Boehner now has the toughest job in Washington

It would be easy to cast President Obama and the Democrats as the big losers after Tuesday's election results. But there's a flip side to what happened on Election Day: Presumptive House Speaker John Boehner now has the toughest job in Washington.

That's because the epic wave of voter discontent enabling the GOP to regain majority control of the House and make serious inroads in the Senate wasn't an endorsement of Republican policies. Rather, Tuesday's votes were largely a referendum against Washington and the politics of the status quo. While the GOP benefited from widespread disillusion, voters remain just as unhappy with Republicans as they are with Democrats, telling exit-poll interviewers that they view both parties with almost equal disgust.

Many Republicans acknowledged the electorate's dour outlook in their victory speeches Tuesday night. "We make a great mistake if we believe tonight these results are somehow an embrace of the Republican Party," Marco Rubio, a tea party favorite who won Florida's closely watched Senate race, said Tuesday night. "What they are is a second chance -- a second chance for Republicans to be what they said were going to be not so long ago."

In Washington, Boehner took the stage at a House GOP watch party where the mood was notably less celebratory than it's been during election-night festivities in years past. "This is not a time for celebration," Boehner somberly warned. "This is a time to roll up our sleeves and go to work." He called the election results "a repudiation of Washington, a repudiation of big government and a repudiation of politicians who refuse to listen to the people."

You can watch Boehner's remarks here:

One reason for Boehner's somber message: The problems that moved the voting tide to Republicans aren't going away. According to exit polls, voters were driven by worries about the economy, anxiety about rising unemployment numbers and a general fear that the nation won't pull itself out of the hole anytime soon. But not unlike the pressure that Obama began feeling shortly after he was sworn in two years ago, voters are now putting their expectations on Republicans to fix the country's problems.

But it won't be easy. While Republicans took back control of the House, the party's governing majority isn't big enough to constitute a clear policy mandate. Republicans and Democrats now face a choice of either finding areas of compromise -- or sticking with the stalemate that has soured voters on Washington.

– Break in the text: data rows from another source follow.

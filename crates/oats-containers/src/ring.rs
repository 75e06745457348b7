//! Fixed-capacity circular queue over a pluggable backing store.
//!
//! [`RingBuffer`] keeps the most recent `capacity` values. Enqueueing into
//! a full ring evicts the oldest value instead of failing, which makes it a
//! sliding window over a stream (position history, recent events) rather
//! than a bounded channel.
//!
//! Storage is delegated to a [`Backing`] store chosen by type:
//!
//! - [`InlineRingBuffer<T, N>`] over [`FixedArray`], allocation-free with
//!   capacity fixed at compile time;
//! - [`HeapRingBuffer<T>`] over [`DynamicArray`], capacity chosen once at
//!   construction.
//!
//! Logical index `i` (0 = oldest) lives in absolute slot
//! `(head + i) % capacity`.

use std::ops::{Index, IndexMut};

use crate::backing::Backing;
use crate::dynamic::DynamicArray;
use crate::error::{index_out_of_range, ContainerError};
use crate::fixed::FixedArray;

/// A circular queue layered over a [`Backing`] store.
///
/// Vacated slots are refilled with `Default::default()`, so values leave
/// the ring (and are dropped, if discarded) as soon as they are dequeued
/// or evicted.
///
/// # Examples
///
/// ```
/// use oats_containers::HeapRingBuffer;
///
/// let mut ring = HeapRingBuffer::with_capacity(3).unwrap();
/// for v in 1..=4 {
///     ring.enqueue(v);
/// }
/// assert_eq!(ring.size(), 3);
/// assert_eq!((ring[0], ring[1], ring[2]), (2, 3, 4));
/// assert_eq!(ring.dequeue(), Some(2));
/// ```
#[derive(Clone, Debug)]
pub struct RingBuffer<B> {
    backing: B,
    /// Occupied slots, `0..=capacity`.
    count: usize,
    /// Absolute slot of the oldest element, `0..capacity`.
    head: usize,
}

/// `(head + relative) % capacity` without overflowing `usize`.
///
/// Requires `head < capacity`.
#[inline]
fn wrap_slot(head: usize, relative: usize, capacity: usize) -> usize {
    let offset = relative % capacity;
    let room = capacity - head;
    if offset >= room {
        offset - room
    } else {
        head + offset
    }
}

/// Ring buffer over inline storage of `N` slots.
pub type InlineRingBuffer<T, const N: usize> = RingBuffer<FixedArray<T, N>>;

/// Ring buffer over heap storage sized at construction.
pub type HeapRingBuffer<T> = RingBuffer<DynamicArray<T>>;

impl<B: Backing> RingBuffer<B> {
    /// Create an empty ring of `capacity` slots.
    ///
    /// The capacity is forwarded to [`Backing::with_capacity`]. Returns
    /// `Err(ContainerError::ZeroCapacity)` for a capacity of 0, and
    /// whatever the backing store reports otherwise.
    pub fn with_capacity(capacity: usize) -> Result<Self, ContainerError> {
        if capacity == 0 {
            return Err(ContainerError::ZeroCapacity);
        }
        let backing = B::with_capacity(capacity)?;
        log::debug!("ring buffer created with {capacity} slots");
        Ok(Self {
            backing,
            count: 0,
            head: 0,
        })
    }

    /// Wrap an existing store. Its current slot contents are treated as
    /// vacant.
    ///
    /// Returns `Err(ContainerError::ZeroCapacity)` if the store has no
    /// slots.
    pub fn from_backing(backing: B) -> Result<Self, ContainerError> {
        if backing.capacity() == 0 {
            return Err(ContainerError::ZeroCapacity);
        }
        Ok(Self {
            backing,
            count: 0,
            head: 0,
        })
    }

    /// Number of held elements.
    pub fn size(&self) -> usize {
        self.count
    }

    /// Number of slots in the backing store.
    pub fn capacity(&self) -> usize {
        self.backing.capacity()
    }

    /// Whether the ring holds no elements.
    pub fn is_empty(&self) -> bool {
        self.count == 0
    }

    /// Whether the next enqueue will evict.
    pub fn is_full(&self) -> bool {
        self.count == self.capacity()
    }

    /// Absolute backing slot for logical index `relative`.
    ///
    /// Always in `[0, capacity)`, for any input.
    #[inline]
    pub fn abs_index(&self, relative: usize) -> usize {
        wrap_slot(self.head, relative, self.capacity())
    }

    /// The `relative`-th oldest element, or `None` if `relative >= size()`.
    pub fn get(&self, relative: usize) -> Option<&B::Item> {
        if relative >= self.count {
            return None;
        }
        let slot = self.abs_index(relative);
        self.backing.storage().get(slot)
    }

    /// Mutable form of [`get`](Self::get).
    pub fn get_mut(&mut self, relative: usize) -> Option<&mut B::Item> {
        if relative >= self.count {
            return None;
        }
        let slot = self.abs_index(relative);
        self.backing.storage_mut().get_mut(slot)
    }

    /// Oldest element.
    pub fn front(&self) -> Option<&B::Item> {
        self.get(0)
    }

    /// Newest element.
    pub fn back(&self) -> Option<&B::Item> {
        self.count.checked_sub(1).and_then(|last| self.get(last))
    }

    /// The backing store. Slot order is absolute, not logical.
    pub fn backing(&self) -> &B {
        &self.backing
    }
}

impl<B> RingBuffer<B>
where
    B: Backing,
    B::Item: Default,
{
    /// Append `value` as the newest element.
    ///
    /// If the ring is full the oldest element is evicted first and
    /// returned. Never fails.
    pub fn enqueue(&mut self, value: B::Item) -> Option<B::Item> {
        let evicted = if self.is_full() { self.dequeue() } else { None };
        let slot = self.abs_index(self.count);
        self.backing.storage_mut()[slot] = value;
        self.count += 1;
        evicted
    }

    /// Remove and return the oldest element, or `None` if empty.
    pub fn dequeue(&mut self) -> Option<B::Item> {
        if self.count == 0 {
            return None;
        }
        let value = std::mem::take(&mut self.backing.storage_mut()[self.head]);
        self.head = (self.head + 1) % self.capacity();
        self.count -= 1;
        Some(value)
    }

    /// Drop every held element and reset to empty.
    pub fn clear(&mut self) {
        while self.dequeue().is_some() {}
        self.head = 0;
    }
}

#[allow(unsafe_code)]
impl<B: Backing> RingBuffer<B> {
    /// The `relative`-th oldest element without an occupancy check.
    ///
    /// The modulo translation still keeps the slot inside the backing
    /// store; only the `relative < size()` check is skipped.
    ///
    /// # Safety
    ///
    /// `relative` must be less than [`size`](Self::size). Debug builds
    /// assert this.
    #[inline]
    pub unsafe fn get_unchecked(&self, relative: usize) -> &B::Item {
        debug_assert!(
            relative < self.count,
            "RingBuffer::get_unchecked: {relative} >= {}",
            self.count
        );
        let slot = self.abs_index(relative);
        // SAFETY: `abs_index` is reduced modulo capacity, and
        // `storage().len() == capacity()` is a `Backing` contract.
        unsafe { self.backing.storage().get_unchecked(slot) }
    }

    /// Mutable form of [`get_unchecked`](Self::get_unchecked).
    ///
    /// # Safety
    ///
    /// `relative` must be less than [`size`](Self::size).
    #[inline]
    pub unsafe fn get_unchecked_mut(&mut self, relative: usize) -> &mut B::Item {
        debug_assert!(
            relative < self.count,
            "RingBuffer::get_unchecked_mut: {relative} >= {}",
            self.count
        );
        let slot = self.abs_index(relative);
        // SAFETY: as for `get_unchecked`.
        unsafe { self.backing.storage_mut().get_unchecked_mut(slot) }
    }
}

impl<T: Default, const N: usize> RingBuffer<FixedArray<T, N>> {
    /// Create an empty inline ring. `N == 0` is rejected at compile time.
    pub fn new() -> Self {
        const { assert!(N > 0, "InlineRingBuffer capacity must be at least 1") };
        Self {
            backing: FixedArray::new(),
            count: 0,
            head: 0,
        }
    }
}

impl<T: Default, const N: usize> Default for RingBuffer<FixedArray<T, N>> {
    fn default() -> Self {
        Self::new()
    }
}

impl<B: Backing> Index<usize> for RingBuffer<B> {
    type Output = B::Item;

    #[inline]
    #[track_caller]
    fn index(&self, relative: usize) -> &B::Item {
        if relative >= self.count {
            index_out_of_range("RingBuffer", relative, self.count);
        }
        let slot = self.abs_index(relative);
        &self.backing.storage()[slot]
    }
}

impl<B: Backing> IndexMut<usize> for RingBuffer<B> {
    #[inline]
    #[track_caller]
    fn index_mut(&mut self, relative: usize) -> &mut B::Item {
        if relative >= self.count {
            index_out_of_range("RingBuffer", relative, self.count);
        }
        let slot = self.abs_index(relative);
        &mut self.backing.storage_mut()[slot]
    }
}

Boehner and many Republicans floated some conciliatory messages toward Democrats on Tuesday night, but many factions of the party, including those closely aligned with the tea party, remained defiant. Two leading tea party leaders -- Sarah Palin and South Carolina GOP Sen. Jim DeMint -- insisted that the election results were more an argument against compromise than a case for working with Democrats. "The GOP has to understand, that machine has to understand, we are not sending Republicans … to D.C. to sing Kumbaya with Obama," Palin told conservative talk show host Laura Ingraham. "We're sending them to stop Obama!"

[Related: Obama calls Boehner to offer congrats]

That message may resonate with Republicans fired up after the party's 2010 victory, but it won't help with voters more broadly disillusioned with Washington. They are expecting Republicans to deliver on their promises to improve the economy and change Washington in the aftermath of a nasty election season. And they will be looking to Boehner to lead the new batch of House Republicans down a path of workable consensus.